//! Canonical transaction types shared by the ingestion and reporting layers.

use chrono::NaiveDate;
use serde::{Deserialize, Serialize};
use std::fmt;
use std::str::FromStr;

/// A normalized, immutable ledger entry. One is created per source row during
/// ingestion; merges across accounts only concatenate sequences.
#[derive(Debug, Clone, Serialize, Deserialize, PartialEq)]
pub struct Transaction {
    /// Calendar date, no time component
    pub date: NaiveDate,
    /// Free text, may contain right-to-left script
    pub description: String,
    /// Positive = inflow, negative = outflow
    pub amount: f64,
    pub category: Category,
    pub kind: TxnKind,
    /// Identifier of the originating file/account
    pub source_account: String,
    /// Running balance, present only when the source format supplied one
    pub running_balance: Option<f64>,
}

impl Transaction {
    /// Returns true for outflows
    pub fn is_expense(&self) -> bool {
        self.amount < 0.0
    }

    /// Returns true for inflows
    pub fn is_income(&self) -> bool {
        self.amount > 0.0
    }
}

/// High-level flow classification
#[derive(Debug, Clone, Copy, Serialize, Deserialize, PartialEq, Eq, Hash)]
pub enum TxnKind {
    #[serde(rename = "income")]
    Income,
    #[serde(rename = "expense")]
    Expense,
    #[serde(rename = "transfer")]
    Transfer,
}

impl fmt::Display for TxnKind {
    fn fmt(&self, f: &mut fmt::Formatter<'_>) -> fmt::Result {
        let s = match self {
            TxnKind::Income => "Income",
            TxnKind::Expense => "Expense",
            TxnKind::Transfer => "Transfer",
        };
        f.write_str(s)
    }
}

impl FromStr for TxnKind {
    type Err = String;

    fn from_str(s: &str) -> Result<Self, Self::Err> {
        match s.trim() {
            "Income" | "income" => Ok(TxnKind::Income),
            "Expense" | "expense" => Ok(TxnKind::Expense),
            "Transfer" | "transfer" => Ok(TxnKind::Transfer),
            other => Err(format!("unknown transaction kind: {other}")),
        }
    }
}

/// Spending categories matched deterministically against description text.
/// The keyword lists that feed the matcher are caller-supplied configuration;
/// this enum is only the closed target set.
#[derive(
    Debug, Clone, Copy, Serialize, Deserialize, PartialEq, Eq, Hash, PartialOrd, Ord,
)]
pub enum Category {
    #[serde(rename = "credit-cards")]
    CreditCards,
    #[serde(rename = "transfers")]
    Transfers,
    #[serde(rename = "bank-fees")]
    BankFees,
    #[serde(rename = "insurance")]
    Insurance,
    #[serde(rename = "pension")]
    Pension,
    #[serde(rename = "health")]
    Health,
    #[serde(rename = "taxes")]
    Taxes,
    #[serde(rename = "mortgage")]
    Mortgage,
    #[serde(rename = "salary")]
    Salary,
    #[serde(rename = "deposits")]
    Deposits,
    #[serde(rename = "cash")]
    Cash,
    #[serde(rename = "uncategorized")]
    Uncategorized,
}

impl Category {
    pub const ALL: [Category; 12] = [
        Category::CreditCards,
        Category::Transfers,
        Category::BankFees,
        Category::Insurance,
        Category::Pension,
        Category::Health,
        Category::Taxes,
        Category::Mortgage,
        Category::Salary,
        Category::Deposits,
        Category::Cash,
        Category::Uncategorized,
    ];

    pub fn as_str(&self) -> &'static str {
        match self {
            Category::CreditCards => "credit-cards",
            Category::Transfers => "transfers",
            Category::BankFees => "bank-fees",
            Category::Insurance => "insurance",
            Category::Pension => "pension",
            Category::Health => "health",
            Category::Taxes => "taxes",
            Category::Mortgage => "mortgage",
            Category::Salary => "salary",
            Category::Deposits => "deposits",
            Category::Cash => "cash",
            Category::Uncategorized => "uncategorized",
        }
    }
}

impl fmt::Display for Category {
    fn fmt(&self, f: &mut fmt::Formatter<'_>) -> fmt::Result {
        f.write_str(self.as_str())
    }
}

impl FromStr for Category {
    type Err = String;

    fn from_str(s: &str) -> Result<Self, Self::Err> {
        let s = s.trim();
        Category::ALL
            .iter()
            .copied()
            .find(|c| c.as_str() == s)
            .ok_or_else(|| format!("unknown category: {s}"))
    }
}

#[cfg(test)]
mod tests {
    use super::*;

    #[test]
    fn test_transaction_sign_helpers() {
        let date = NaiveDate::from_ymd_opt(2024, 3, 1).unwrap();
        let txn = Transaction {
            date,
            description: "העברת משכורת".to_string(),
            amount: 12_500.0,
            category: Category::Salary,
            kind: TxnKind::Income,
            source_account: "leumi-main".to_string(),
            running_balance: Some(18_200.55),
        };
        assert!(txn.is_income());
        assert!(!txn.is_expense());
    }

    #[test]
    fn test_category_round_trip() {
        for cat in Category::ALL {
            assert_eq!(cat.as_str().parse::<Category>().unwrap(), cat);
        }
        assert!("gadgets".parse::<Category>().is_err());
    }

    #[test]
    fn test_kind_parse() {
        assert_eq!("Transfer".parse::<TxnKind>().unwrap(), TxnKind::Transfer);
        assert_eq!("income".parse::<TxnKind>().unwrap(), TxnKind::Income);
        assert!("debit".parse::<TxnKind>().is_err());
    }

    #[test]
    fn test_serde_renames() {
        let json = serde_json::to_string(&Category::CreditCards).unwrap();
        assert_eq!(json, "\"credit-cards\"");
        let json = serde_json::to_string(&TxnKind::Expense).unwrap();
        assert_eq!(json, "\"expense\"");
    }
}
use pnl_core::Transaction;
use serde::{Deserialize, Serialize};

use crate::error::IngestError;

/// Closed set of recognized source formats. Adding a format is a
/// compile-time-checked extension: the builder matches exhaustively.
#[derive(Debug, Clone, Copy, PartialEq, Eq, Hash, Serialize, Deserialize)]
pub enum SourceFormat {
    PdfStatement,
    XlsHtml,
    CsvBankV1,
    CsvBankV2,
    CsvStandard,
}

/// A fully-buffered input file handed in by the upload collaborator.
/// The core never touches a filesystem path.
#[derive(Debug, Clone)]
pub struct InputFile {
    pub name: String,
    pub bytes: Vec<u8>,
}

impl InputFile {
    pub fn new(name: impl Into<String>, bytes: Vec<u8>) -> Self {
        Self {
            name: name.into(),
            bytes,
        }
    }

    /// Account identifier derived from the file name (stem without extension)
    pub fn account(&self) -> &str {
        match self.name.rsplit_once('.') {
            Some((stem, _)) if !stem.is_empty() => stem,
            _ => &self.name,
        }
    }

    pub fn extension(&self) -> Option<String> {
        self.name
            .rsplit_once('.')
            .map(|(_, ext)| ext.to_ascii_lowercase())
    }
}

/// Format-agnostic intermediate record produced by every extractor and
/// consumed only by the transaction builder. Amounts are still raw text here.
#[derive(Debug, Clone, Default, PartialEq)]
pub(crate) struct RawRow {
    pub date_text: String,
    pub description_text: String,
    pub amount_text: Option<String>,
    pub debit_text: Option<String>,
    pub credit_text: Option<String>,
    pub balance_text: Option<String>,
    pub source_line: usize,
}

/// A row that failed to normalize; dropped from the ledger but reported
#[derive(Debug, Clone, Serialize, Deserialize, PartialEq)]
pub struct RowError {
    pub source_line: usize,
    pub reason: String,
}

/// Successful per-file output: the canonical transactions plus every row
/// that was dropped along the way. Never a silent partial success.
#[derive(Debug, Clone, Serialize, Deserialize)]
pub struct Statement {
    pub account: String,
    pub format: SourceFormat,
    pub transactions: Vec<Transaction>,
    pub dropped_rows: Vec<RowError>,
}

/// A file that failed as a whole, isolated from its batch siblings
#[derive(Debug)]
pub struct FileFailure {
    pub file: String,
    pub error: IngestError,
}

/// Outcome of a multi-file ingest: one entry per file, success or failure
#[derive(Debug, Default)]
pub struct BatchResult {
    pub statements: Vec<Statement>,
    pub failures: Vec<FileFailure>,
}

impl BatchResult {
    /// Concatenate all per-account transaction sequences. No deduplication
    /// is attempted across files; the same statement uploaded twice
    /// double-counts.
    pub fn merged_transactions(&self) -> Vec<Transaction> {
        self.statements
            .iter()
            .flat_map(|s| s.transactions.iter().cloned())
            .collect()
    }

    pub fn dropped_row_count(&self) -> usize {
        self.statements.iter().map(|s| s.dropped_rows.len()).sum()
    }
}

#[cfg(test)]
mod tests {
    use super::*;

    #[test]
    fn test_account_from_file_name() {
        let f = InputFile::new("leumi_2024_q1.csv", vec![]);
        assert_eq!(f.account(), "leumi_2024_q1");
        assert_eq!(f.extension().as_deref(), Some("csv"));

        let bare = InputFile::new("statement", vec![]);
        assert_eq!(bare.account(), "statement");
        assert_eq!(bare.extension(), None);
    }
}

• **Task statement**
Restate the data word for word. Begin at its first line, end at the line that contains "only concatenate sequences.", and include both.

• **Solution to this task**
//! Canonical transaction types shared by the ingestion and reporting layers.

use chrono::NaiveDate;
use serde::{Deserialize, Serialize};
use std::fmt;
use std::str::FromStr;

/// A normalized, immutable ledger entry. One is created per source row during
/// ingestion; merges across accounts only concatenate sequences.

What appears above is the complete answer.